Yoram Ben-Zeev (יורם בן-זאב; born 20 July 1944) is an Israeli diplomat and former Israeli ambassador to Germany. Born in the Palestine Mandate (modern day Israel) on 20 July 1944—the date of the attempted assassination of Adolf Hitler, a fact described as symbolic by Ulrich W. Sahm of haGalil—he served as a lieutenant in the Israel Defense Forces (IDF) in the 1967 Six-Day War, in which he was wounded. He subsequently obtained a BA (1970) in international relations and took graduate studies (1972) in Middle Eastern studies and political science from the Hebrew University of Jerusalem. After some years working in the Ministry of Foreign Affairs and in embassies in Manila and Hong Kong, he was adviser to the president from 1987 to 1993. After this he took on diplomat roles involving the Middle East and North America, before he was appointed Israeli ambassador to Germany in 2007, replacing Shimon Stein. He said one of his goals of his ambassadorship is to deepen relations between Israel and the European Union, and to improve relations with the German public—the European peoples most critical of Israel according to surveys. He is married to Iris and has three children.
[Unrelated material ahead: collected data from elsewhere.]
use thiserror::Error;

/// Misuse of a [`ParameterBuffer`](super::ParameterBuffer).
///
/// These are programming errors on the caller side; nothing here is retried.
#[derive(Error, Debug, Clone, PartialEq, Eq)]
pub enum ParameterError {
    #[error("parameter buffer '{0}' used before initialization")]
    NotInitialized(String),

    #[error("parameter buffer '{0}' is already initialized")]
    AlreadyInitialized(String),

    #[error("write of {len} scalar(s) at offset {offset} exceeds capacity {capacity}")]
    OutOfBounds {
        offset: usize,
        len: usize,
        capacity: usize,
    },

    #[error("binding {0} is reserved for frame/camera uniforms")]
    ReservedBinding(u32),
}
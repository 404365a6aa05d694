/// Where a frame is recorded: the frame's encoder and the surface view.
pub struct RenderTarget<'a> {
    pub encoder: &'a mut wgpu::CommandEncoder,
    pub color_view: &'a wgpu::TextureView,
    /// Physical pixels.
    pub size: (u32, u32),
}

impl<'a> RenderTarget<'a> {
    #[inline]
    pub fn new(
        encoder: &'a mut wgpu::CommandEncoder,
        color_view: &'a wgpu::TextureView,
        size: (u32, u32),
    ) -> Self {
        Self {
            encoder,
            color_view,
            size,
        }
    }

    /// Begins a pass over the whole surface that first clears it to `clear`.
    pub fn begin_clear_pass(&mut self, label: &str, clear: wgpu::Color) -> wgpu::RenderPass<'_> {
        self.encoder.begin_render_pass(&wgpu::RenderPassDescriptor {
            label: Some(label),
            color_attachments: &[Some(wgpu::RenderPassColorAttachment {
                view: self.color_view,
                resolve_target: None,
                ops: wgpu::Operations {
                    load: wgpu::LoadOp::Clear(clear),
                    store: wgpu::StoreOp::Store,
                },
                depth_slice: None,
            })],
            depth_stencil_attachment: None,
            timestamp_writes: None,
            occlusion_query_set: None,
            multiview_mask: None,
        })
    }
}
use bytemuck::{Pod, Zeroable};

use crate::camera::ArcballCamera;
use crate::time::FrameTime;

/// Binding 0: `[delta_ms, total_ms, width, height]`.
#[repr(C)]
#[derive(Debug, Copy, Clone, Default, PartialEq, Pod, Zeroable)]
pub struct FrameUniforms {
    pub delta_time_ms: f32,
    pub total_time_ms: f32,
    pub viewport_width: f32,
    pub viewport_height: f32,
}

impl FrameUniforms {
    pub fn new(time: &FrameTime, viewport: (u32, u32)) -> Self {
        Self {
            delta_time_ms: time.delta_ms,
            total_time_ms: time.total_ms,
            viewport_width: viewport.0 as f32,
            viewport_height: viewport.1 as f32,
        }
    }
}

/// Binding 1: three vec3s, each padded to four scalars.
#[repr(C)]
#[derive(Debug, Copy, Clone, Default, PartialEq, Pod, Zeroable)]
pub struct CameraUniforms {
    pub ray_origin: [f32; 4],
    pub pan_offset: [f32; 4],
    /// Radians.
    pub rotation_offset: [f32; 4],
}

impl CameraUniforms {
    pub fn from_camera(camera: &ArcballCamera) -> Self {
        Self {
            ray_origin: camera.ray_origin().extend(0.0).to_array(),
            pan_offset: camera.pan_offset().extend(0.0).to_array(),
            rotation_offset: camera.rotation_offset().extend(0.0).to_array(),
        }
    }
}

#[cfg(test)]
mod tests {
    use std::time::Instant;

    use glam::Vec2;

    use super::*;
    use crate::camera::{CameraConfig, CameraState};

    #[test]
    fn sizes_match_shader_layout() {
        assert_eq!(std::mem::size_of::<FrameUniforms>(), 16);
        assert_eq!(std::mem::size_of::<CameraUniforms>(), 48);
    }

    #[test]
    fn frame_uniforms_are_ordered() {
        let time = FrameTime {
            delta_ms: 16.5,
            total_ms: 1000.0,
            now: Instant::now(),
            frame_index: 60,
        };
        let u = FrameUniforms::new(&time, (1920, 1080));
        let raw: &[f32] = bytemuck::cast_slice(std::slice::from_ref(&u));
        assert_eq!(raw, &[16.5, 1000.0, 1920.0, 1080.0]);
    }

    #[test]
    fn camera_uniforms_pad_each_vector() {
        let mut cam = ArcballCamera::new(CameraConfig::default());
        cam.set_state(CameraState {
            pan: Vec2::new(1.0, 2.0),
            axis_rotation_deg: Vec2::new(180.0, 90.0),
            ..CameraState::default()
        });

        let u = CameraUniforms::from_camera(&cam);
        let raw: &[f32] = bytemuck::cast_slice(std::slice::from_ref(&u));
        assert_eq!(raw.len(), 12);

        assert_eq!(&raw[0..2], &[0.0, 0.0]);
        assert!((raw[2] - 20.0).abs() < 1e-5);
        assert_eq!(raw[3], 0.0);

        assert_eq!(&raw[4..8], &[1.0, 2.0, 0.0, 0.0]);

        assert!((raw[8] - std::f32::consts::PI).abs() < 1e-6);
        assert!((raw[9] - std::f32::consts::FRAC_PI_2).abs() < 1e-6);
        assert_eq!(&raw[10..12], &[0.0, 0.0]);
    }
}
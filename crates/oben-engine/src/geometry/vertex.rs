use bytemuck::{Pod, Zeroable};

/// Interleaved position + texture coordinate.
#[repr(C)]
#[derive(Debug, Copy, Clone, PartialEq, Pod, Zeroable)]
pub struct Vertex {
    pub position: [f32; 3],
    pub uv: [f32; 2],
}

impl Vertex {
    pub const STRIDE: u64 = std::mem::size_of::<Vertex>() as u64;
    pub const UV_OFFSET: u64 = std::mem::offset_of!(Vertex, uv) as u64;

    const ATTRS: [wgpu::VertexAttribute; 2] = wgpu::vertex_attr_array![
        0 => Float32x3, // position
        1 => Float32x2  // uv
    ];

    pub const fn new(x: f32, y: f32, z: f32, u: f32, v: f32) -> Self {
        Self {
            position: [x, y, z],
            uv: [u, v],
        }
    }

    pub fn layout() -> wgpu::VertexBufferLayout<'static> {
        wgpu::VertexBufferLayout {
            array_stride: Self::STRIDE,
            step_mode: wgpu::VertexStepMode::Vertex,
            attributes: &Self::ATTRS,
        }
    }
}
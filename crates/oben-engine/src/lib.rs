//! Oben engine crate.
//!
//! Real-time fullscreen shader front end: platform runtime, GPU bring-up, input
//! accumulation, an arcball camera and a multi-pipeline renderer whose fragment
//! shaders receive time, viewport, camera and user parameters as uniforms.

pub mod camera;
pub mod core;
pub mod device;
pub mod events;
pub mod geometry;
pub mod input;
pub mod logging;
pub mod params;
pub mod render;
pub mod time;
pub mod window;
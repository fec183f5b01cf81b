//! # Core Error Types
//!
//! The shared error taxonomy for the Cinder protocol. Every failure is a
//! synchronous rejection; callers observe zero state mutation on error.

use thiserror::Error;

/// Protocol errors shared across the ledger crates
#[derive(Error, Debug, Clone, Copy, PartialEq, Eq, serde::Serialize, serde::Deserialize)]
pub enum CinderCoreError {
    // ========================================================================
    // Authorization Errors
    // ========================================================================
    #[error("Unauthorized")]
    Unauthorized,

    #[error("Caller is not a rebase operator")]
    NotOperator,

    // ========================================================================
    // Rebase Gating Errors
    // ========================================================================
    #[error("Outside the rebase window")]
    OutsideRebaseWindow,

    #[error("Too soon since the last rebase")]
    TooSoonSinceLastRebase,

    #[error("Oracle data invalid")]
    OracleDataInvalid,

    // ========================================================================
    // Parameter Validation Errors
    // ========================================================================
    #[error("Invalid rebase timing parameters")]
    InvalidTimingParameters,

    #[error("Invalid rebase curve parameters")]
    InvalidCurveParameters,

    #[error("Invalid parameter")]
    InvalidParameter,

    // ========================================================================
    // Math Errors
    // ========================================================================
    #[error("Math overflow")]
    MathOverflow,

    #[error("Math underflow")]
    MathUnderflow,

    #[error("Division by zero")]
    DivisionByZero,

    // ========================================================================
    // Ledger Errors
    // ========================================================================
    #[error("Insufficient balance")]
    InsufficientBalance,

    #[error("Insufficient allowance")]
    InsufficientAllowance,
}

/// Result type using core errors
pub type CoreResult<T> = Result<T, CinderCoreError>;

#[cfg(test)]
mod tests {
    use super::*;

    #[test]
    fn test_error_display() {
        assert_eq!(
            format!("{}", CinderCoreError::TooSoonSinceLastRebase),
            "Too soon since the last rebase"
        );
        assert_eq!(format!("{}", CinderCoreError::Unauthorized), "Unauthorized");
    }
}
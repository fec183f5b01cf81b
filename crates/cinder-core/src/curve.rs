//! # Rebase Response Curve
//!
//! The pure numeric half of the rebase policy: rate normalization, the
//! deviation-threshold predicate, the logistic response curve, and the
//! percentage-to-supply-delta conversion. Nothing in here touches timing
//! or contract state, so every property is unit-testable in isolation.
//!
//! The curve maps the normalized deviation `d = rate/target - 1` to a
//! signed 18-decimal percentage of supply:
//!
//! ```text
//! p(d) = l*(u - l) / (l - u * 2^(-g*d)) + l
//! ```
//!
//! with `l <= 0 <= u` the configured bounds and `g >= 0` the growth. The
//! form is anchored at `p(0) = 0`, monotone in `d`, and saturates exactly
//! to `u` / `l` once the exponent magnitude crosses the fixed-point
//! underflow horizon. When the exponent is negative the expression is
//! multiplied through by `2^(g*d)` so every intermediate stays in range.

use crate::constants::{MAX_RATE, ONE, ONE_I, PERCENT_SCALE};
use crate::errors::{CinderCoreError, CoreResult};
use crate::math::{exp2_neg, mul_div, mul_div_signed, safe_add_i128, safe_sub_i128};

/// Clamp an oracle rate to the protocol ceiling. Monotone saturation:
/// every rate at or above `MAX_RATE` behaves like `MAX_RATE`.
pub fn clamp_rate(rate: u128) -> u128 {
    rate.min(MAX_RATE)
}

/// True when the rate is close enough to the target that no adjustment
/// should be made. A zero threshold disables the short-circuit.
pub fn within_deviation_threshold(
    rate: u128,
    target_rate: u128,
    deviation_threshold: u128,
) -> CoreResult<bool> {
    if deviation_threshold == 0 {
        return Ok(false);
    }
    let band = mul_div(target_rate, deviation_threshold, ONE)?;
    Ok(rate.abs_diff(target_rate) < band)
}

/// Normalize a rate against the target: `rate * ONE / target`, saturating
/// to `i128::MAX` for targets small enough to overflow the quotient (the
/// curve exponent saturates anyway at that magnitude).
pub fn normalized_rate(rate: u128, target_rate: u128) -> CoreResult<i128> {
    if target_rate == 0 {
        return Err(CinderCoreError::DivisionByZero);
    }
    match mul_div(rate, ONE, target_rate) {
        Ok(n) if n <= i128::MAX as u128 => Ok(n as i128),
        Ok(_) | Err(CinderCoreError::MathOverflow) => Ok(i128::MAX),
        Err(e) => Err(e),
    }
}

/// Evaluate the response curve.
///
/// `normalized` is `rate * ONE / target`; `lower <= 0 <= upper` are
/// 18-decimal percentages; `growth >= 0` is an 18-decimal scalar. The
/// result is a percentage in `[lower, upper]`.
pub fn rebase_percentage(
    normalized: i128,
    lower: i128,
    upper: i128,
    growth: i128,
) -> CoreResult<i128> {
    if lower > 0 || upper < 0 || growth < 0 {
        return Err(CinderCoreError::InvalidCurveParameters);
    }

    let delta = safe_sub_i128(normalized, ONE_I)?;
    // A zero bound anchors the whole logistic at zero: the curve passes
    // through p(0) = 0 and its asymptote on that side coincides with it.
    if delta == 0 || lower == 0 || upper == 0 {
        return Ok(0);
    }

    // Exponent g*d in 18-decimal units; overflow means the curve is deep
    // into saturation, so the sign alone decides the outcome.
    let exponent = match growth.checked_mul(delta) {
        Some(product) => product / ONE_I,
        None => {
            if delta > 0 {
                i128::MAX
            } else {
                i128::MIN
            }
        }
    };

    let span = safe_sub_i128(upper, lower)?;

    if exponent >= 0 {
        // p = l*(u-l) / (l - u*t) + l, with t = 2^(-exponent)
        let t = exp2_neg(exponent as u128);
        if t == 0 {
            return Ok(upper);
        }
        let ut = mul_div_signed(upper, t as i128, ONE_I)?;
        // lower < 0 strictly here, so the denominator is never zero
        let denom = safe_sub_i128(lower, ut)?;
        let quotient = mul_div_signed(lower, span, denom)?;
        safe_add_i128(quotient, lower)
    } else {
        // Multiplied through by t = 2^(exponent):
        // p = l*(u-l)*t / (l*t - u) + l
        let t = exp2_neg(exponent.unsigned_abs());
        if t == 0 {
            return Ok(lower);
        }
        let lt = mul_div_signed(lower, t as i128, ONE_I)?;
        // upper > 0 strictly here, so the denominator is never zero
        let denom = safe_sub_i128(lt, upper)?;
        let quotient = mul_div_signed(lower, span, denom)?;
        let scaled = mul_div_signed(quotient, t as i128, ONE_I)?;
        safe_add_i128(scaled, lower)
    }
}

/// Convert a curve percentage into an absolute signed supply delta:
/// `supply * p / (100 * ONE)`, truncating toward zero.
pub fn supply_delta(total_supply: u128, percentage: i128) -> CoreResult<i128> {
    let magnitude = mul_div(total_supply, percentage.unsigned_abs(), PERCENT_SCALE)?;
    if magnitude > i128::MAX as u128 {
        return Err(CinderCoreError::MathOverflow);
    }
    if percentage < 0 {
        Ok(-(magnitude as i128))
    } else {
        Ok(magnitude as i128)
    }
}
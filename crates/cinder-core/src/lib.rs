//! # Cinder Core - Shared Protocol Logic
//!
//! This crate contains the types and mathematical logic shared between the
//! Cinder ledger crates and off-chain services. It provides:
//!
//! - Protocol constants and default policy parameters
//! - The shared error taxonomy
//! - Overflow-checked fixed-point arithmetic (18-decimal, `U256` widened)
//! - The pure rebase response curve

// Re-export all modules
pub mod address;
pub mod constants;
pub mod curve;
pub mod errors;
pub mod math;
pub mod traits;

// Re-export commonly used items
pub use address::Address;
pub use constants::*;
pub use errors::{CinderCoreError, CoreResult};
pub use traits::{MarketOracle, RebasableLedger};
When in 2007 German media reported that an Israeli organisation, Nativ, was encouraging German Jews to relocate to Israel, Ben-Zeev said the aim was only to give them a sense of Israeli culture: "The main purpose of Nativ is to bring to those communities a sense of the Jewish culture, the Israeli culture and to help with education. The agenda is not to become movers of the communities to Israel." During the 2008–2009 Gaza War he said that Hamas in Gaza was not just a terrorist organisation but a terrorist government, and that the organisation was backed by Iran. He said the Israeli offensive was not disproportionate and that they were allowing food and drugs into Gaza. Regarding comments made by Thilo Sarrazin, a former senator of finance of Berlin, that "All Jews share a certain gene; Basques have certain genes that differentiate them from others", Ben-Zeev said he was more interested in the reaction to Sarrazin that the comments themselves.